Implication of Data Quality for Spreadsheet Analysis

by Donald P. Ballou, Harold L. Pazer, Salvatore Belardo and Barbara Klein —School of Business-State University of New York at Albany

This paper describes the implication errors in spreadsheet data can have, and they kick of with some nice observations in the intro:

Intro

However, the obvious problem of the impact of faulty data on spreadsheet computations and projections has been largely ignored. Okay, this paper is 25 years old, so this might have changed, but my recent background search is in line with this statement. Many papers on spreadsheets focus on the quality of the calculations, but errors in the operational data can influence the determination of the most appropriate forecasting model and The manager is unlikely, however, to study the implications of errors in the data that are being projected . Clearly such errors have an impact, but it is not necessarily obvious which are potentially serious and which less so.

Idea

The idea of this paper is quite interesting, although it is not very well written in my opinion.

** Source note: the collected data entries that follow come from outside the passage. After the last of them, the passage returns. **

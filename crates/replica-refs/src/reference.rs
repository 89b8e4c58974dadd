//! State and events shared by every reference kind.

use std::fmt;
use std::sync::{Arc, OnceLock, PoisonError, RwLock, RwLockReadGuard};

use tracing::debug;

use replica_cache::Lifetime;
use replica_events::{EventChannel, EventStream};
use replica_revisions::Revision;
use replica_types::{ReferenceKey, ReferenceType};

use crate::context::RefsContext;
use crate::pointer::Pointer;
use crate::reflog::Reflog;

/// The raw pointer of a reference was replaced by a different object.
#[derive(Clone, Debug)]
pub struct PointerChanged {
    pub old: Pointer,
    pub new: Pointer,
}

/// The revision a reference resolves to changed.
#[derive(Clone, Debug)]
pub struct PositionChanged {
    pub old: Option<Arc<Revision>>,
    pub new: Option<Arc<Revision>>,
}

/// A reference was renamed (short names).
#[derive(Clone, Debug, PartialEq, Eq)]
pub struct Renamed {
    pub old_name: String,
    pub new_name: String,
}

/// What a pointer assignment changed.
#[derive(Clone, Copy, Debug, Default, PartialEq, Eq)]
pub struct PointerUpdate {
    pub pointer_changed: bool,
    pub position_changed: bool,
}

struct Target {
    pointer: Pointer,
    revision: Option<Arc<Revision>>,
}

fn same_revision(a: &Option<Arc<Revision>>, b: &Option<Arc<Revision>>) -> bool {
    match (a, b) {
        (Some(a), Some(b)) => a.hash() == b.hash(),
        (None, None) => true,
        _ => false,
    }
}

/// Name, lifetime, target and events of one reference.
///
/// The resolved revision is cached next to the pointer so that a change of
/// either can be detected independently: replacing the pointer fires
/// [`PointerChanged`], moving to another commit fires [`PositionChanged`],
/// and only the latter touches the revision's reference set.
pub struct ReferenceCore {
    key: RwLock<ReferenceKey>,
    lifetime: Lifetime,
    context: Arc<RefsContext>,
    target: RwLock<Target>,
    reflog: OnceLock<Arc<Reflog>>,
    pointer_changed: EventChannel<PointerChanged>,
    position_changed: EventChannel<PositionChanged>,
    renamed: EventChannel<Renamed>,
}

impl ReferenceCore {
    pub(crate) fn new(context: &Arc<RefsContext>, key: ReferenceKey, pointer: Pointer) -> Self {
        let revision = pointer.dereference();
        if let Some(revision) = &revision {
            context.links().attach(&key, &revision.hash());
        }
        let capacity = context.capacity();
        Self {
            key: RwLock::new(key),
            lifetime: Lifetime::with_capacity(capacity),
            context: Arc::clone(context),
            target: RwLock::new(Target { pointer, revision }),
            reflog: OnceLock::new(),
            pointer_changed: EventChannel::with_capacity(capacity),
            position_changed: EventChannel::with_capacity(capacity),
            renamed: EventChannel::with_capacity(capacity),
        }
    }

    fn key_guard(&self) -> RwLockReadGuard<'_, ReferenceKey> {
        self.key.read().unwrap_or_else(PoisonError::into_inner)
    }

    fn target_guard(&self) -> RwLockReadGuard<'_, Target> {
        self.target.read().unwrap_or_else(PoisonError::into_inner)
    }

    pub fn key(&self) -> ReferenceKey {
        self.key_guard().clone()
    }

    pub fn full_name(&self) -> String {
        self.key_guard().full_name.clone()
    }

    pub fn short_name(&self) -> String {
        self.key_guard().short_name().to_string()
    }

    pub fn reference_type(&self) -> ReferenceType {
        self.key_guard().reference_type
    }

    pub fn context(&self) -> &Arc<RefsContext> {
        &self.context
    }

    pub fn lifetime(&self) -> &Lifetime {
        &self.lifetime
    }

    pub fn pointer(&self) -> Pointer {
        self.target_guard().pointer.clone()
    }

    pub fn revision(&self) -> Option<Arc<Revision>> {
        self.target_guard().revision.clone()
    }

    /// The reflog, created empty and stale on first access.
    pub fn reflog(&self) -> Arc<Reflog> {
        Arc::clone(
            self.reflog
                .get_or_init(|| Arc::new(Reflog::new(&self.context, self.full_name()))),
        )
    }

    pub fn subscribe_pointer_changed(&self) -> EventStream<PointerChanged> {
        self.pointer_changed.subscribe()
    }

    pub fn subscribe_position_changed(&self) -> EventStream<PositionChanged> {
        self.position_changed.subscribe()
    }

    pub fn subscribe_renamed(&self) -> EventStream<Renamed> {
        self.renamed.subscribe()
    }

    /// Replace the pointer.
    ///
    /// The revision back-set is only touched when the resolved revision
    /// differs. `PointerChanged` fires when the pointer object differs even
    /// if it resolves to the same commit; `PositionChanged` fires only when
    /// the commit differs.
    pub(crate) fn set_pointer(&self, pointer: Pointer) -> PointerUpdate {
        let new_revision = pointer.dereference();
        let (old_pointer, old_revision, update) = {
            let mut target = self.target.write().unwrap_or_else(PoisonError::into_inner);
            let update = PointerUpdate {
                pointer_changed: !target.pointer.same_as(&pointer),
                position_changed: !same_revision(&target.revision, &new_revision),
            };
            if !update.pointer_changed && !update.position_changed {
                return update;
            }
            let old_pointer = std::mem::replace(&mut target.pointer, pointer.clone());
            let old_revision = if update.position_changed {
                std::mem::replace(&mut target.revision, new_revision.clone())
            } else {
                target.revision.clone()
            };
            (old_pointer, old_revision, update)
        };

        if update.position_changed {
            self.relink(&old_revision, &new_revision);
        }
        if update.pointer_changed {
            self.pointer_changed.emit(PointerChanged {
                old: old_pointer,
                new: pointer,
            });
        }
        if update.position_changed {
            debug!(
                reference = %self.full_name(),
                old = ?old_revision.as_ref().map(|r| r.hash().short_hex()),
                new = ?new_revision.as_ref().map(|r| r.hash().short_hex()),
                "reference moved"
            );
            self.position_changed.emit(PositionChanged {
                old: old_revision,
                new: new_revision,
            });
        }
        update
    }

    /// Re-resolve the current pointer, e.g. after the branch it names moved.
    /// Returns `true` if the position changed.
    pub(crate) fn refresh_position(&self) -> bool {
        let pointer = self.pointer();
        self.set_pointer(pointer).position_changed
    }

    fn relink(&self, old: &Option<Arc<Revision>>, new: &Option<Arc<Revision>>) {
        if let Some(reflog) = self.reflog.get() {
            reflog.mark_stale();
        }
        if self.lifetime.is_deleted() {
            return;
        }
        let key = self.key();
        let links = self.context.links();
        if let Some(old) = old {
            links.detach(&key, &old.hash());
        }
        if let Some(new) = new {
            links.attach(&key, &new.hash());
        }
    }

    /// Change the short name, keeping the kind.
    pub(crate) fn rename(&self, new_short_name: &str) {
        let (old_key, new_key) = {
            let mut key = self.key.write().unwrap_or_else(PoisonError::into_inner);
            let new_key = ReferenceKey::from_short_name(key.reference_type, new_short_name);
            (std::mem::replace(&mut *key, new_key.clone()), new_key)
        };
        if !self.lifetime.is_deleted() {
            if let Some(revision) = self.revision() {
                self.context
                    .links()
                    .rekey(&old_key, &new_key, &revision.hash());
            }
        }
        if let Some(reflog) = self.reflog.get() {
            reflog.set_reference(new_key.full_name.clone());
        }
        self.renamed.emit(Renamed {
            old_name: old_key.short_name().to_string(),
            new_name: new_key.short_name().to_string(),
        });
    }

    /// Drop this reference from its revision's reference set.
    pub(crate) fn unlink(&self) {
        if let Some(revision) = self.revision() {
            self.context.links().detach(&self.key(), &revision.hash());
        }
    }

    /// Restore this reference in its revision's reference set.
    pub(crate) fn link(&self) {
        if let Some(revision) = self.revision() {
            self.context.links().attach(&self.key(), &revision.hash());
        }
    }
}

impl fmt::Debug for ReferenceCore {
    fn fmt(&self, f: &mut fmt::Formatter<'_>) -> fmt::Result {
        let target = self.target_guard();
        f.debug_struct("Reference")
            .field("name", &self.full_name())
            .field("pointer", &target.pointer)
            .field("deleted", &self.lifetime.is_deleted())
            .finish()
    }
}

/// Common surface of [`Branch`](crate::Branch),
/// [`RemoteBranch`](crate::RemoteBranch), [`Tag`](crate::Tag) and
/// [`Head`](crate::Head).
pub trait Reference: Send + Sync {
    fn core(&self) -> &ReferenceCore;

    fn key(&self) -> ReferenceKey {
        self.core().key()
    }

    fn short_name(&self) -> String {
        self.core().short_name()
    }

    fn reference_type(&self) -> ReferenceType {
        self.core().reference_type()
    }

    /// The commit this reference currently resolves to.
    fn revision(&self) -> Option<Arc<Revision>> {
        self.core().revision()
    }

    fn reflog(&self) -> Arc<Reflog> {
        self.core().reflog()
    }

    fn subscribe_pointer_changed(&self) -> EventStream<PointerChanged> {
        self.core().subscribe_pointer_changed()
    }

    fn subscribe_position_changed(&self) -> EventStream<PositionChanged> {
        self.core().subscribe_position_changed()
    }

    fn subscribe_renamed(&self) -> EventStream<Renamed> {
        self.core().subscribe_renamed()
    }
}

The idea is to assume there is a certain distribution of errors in a spreadsheet, and to calculate how those errors propagate through the given calculations. They assume a normal distribution of errors, and mention that in certain cases enough may be known to specify the error distribution functions for some of the variables. Their contribution is not necessarily the calculation on this concrete spreadsheet, but the method of calculating the propagation.

Conclusions

  1. The smaller the aggregation (for instance a week vs a year) the bigger the change of errors, since aggregation dampens errors.
  2. The seriousness of errors is highly dependent upon the manipulations that the data undergo.  Especially those calculations with denominators, should be treated with care .
  3. Errors in financial data can have a serious impact on projected values and in many cases alter the optimal forecasting model.
  4. Data quality control procedures should be introduced with the goal of enhancing the quality of those data that most significantly affect spreadsheet results.

BibTex

@article{DBLP:journals/db/BallouPBK87,
  author    = {Donald P. Ballou and
               Harold L. Pazer and
               Salvatore Belardo and
               Barbara D. Klein},
  title     = {Implication of Data Quality for Spreadsheet Analysis},
  journal   = {DATA BASE},
  volume    = {18},
  number    = {3},
  year      = {1987},
  pages     = {13-19},
  ee        = {http://doi.acm.org/10.1145/27544.27546},
  bibsource = {DBLP, http://dblp.uni-trier.de}
}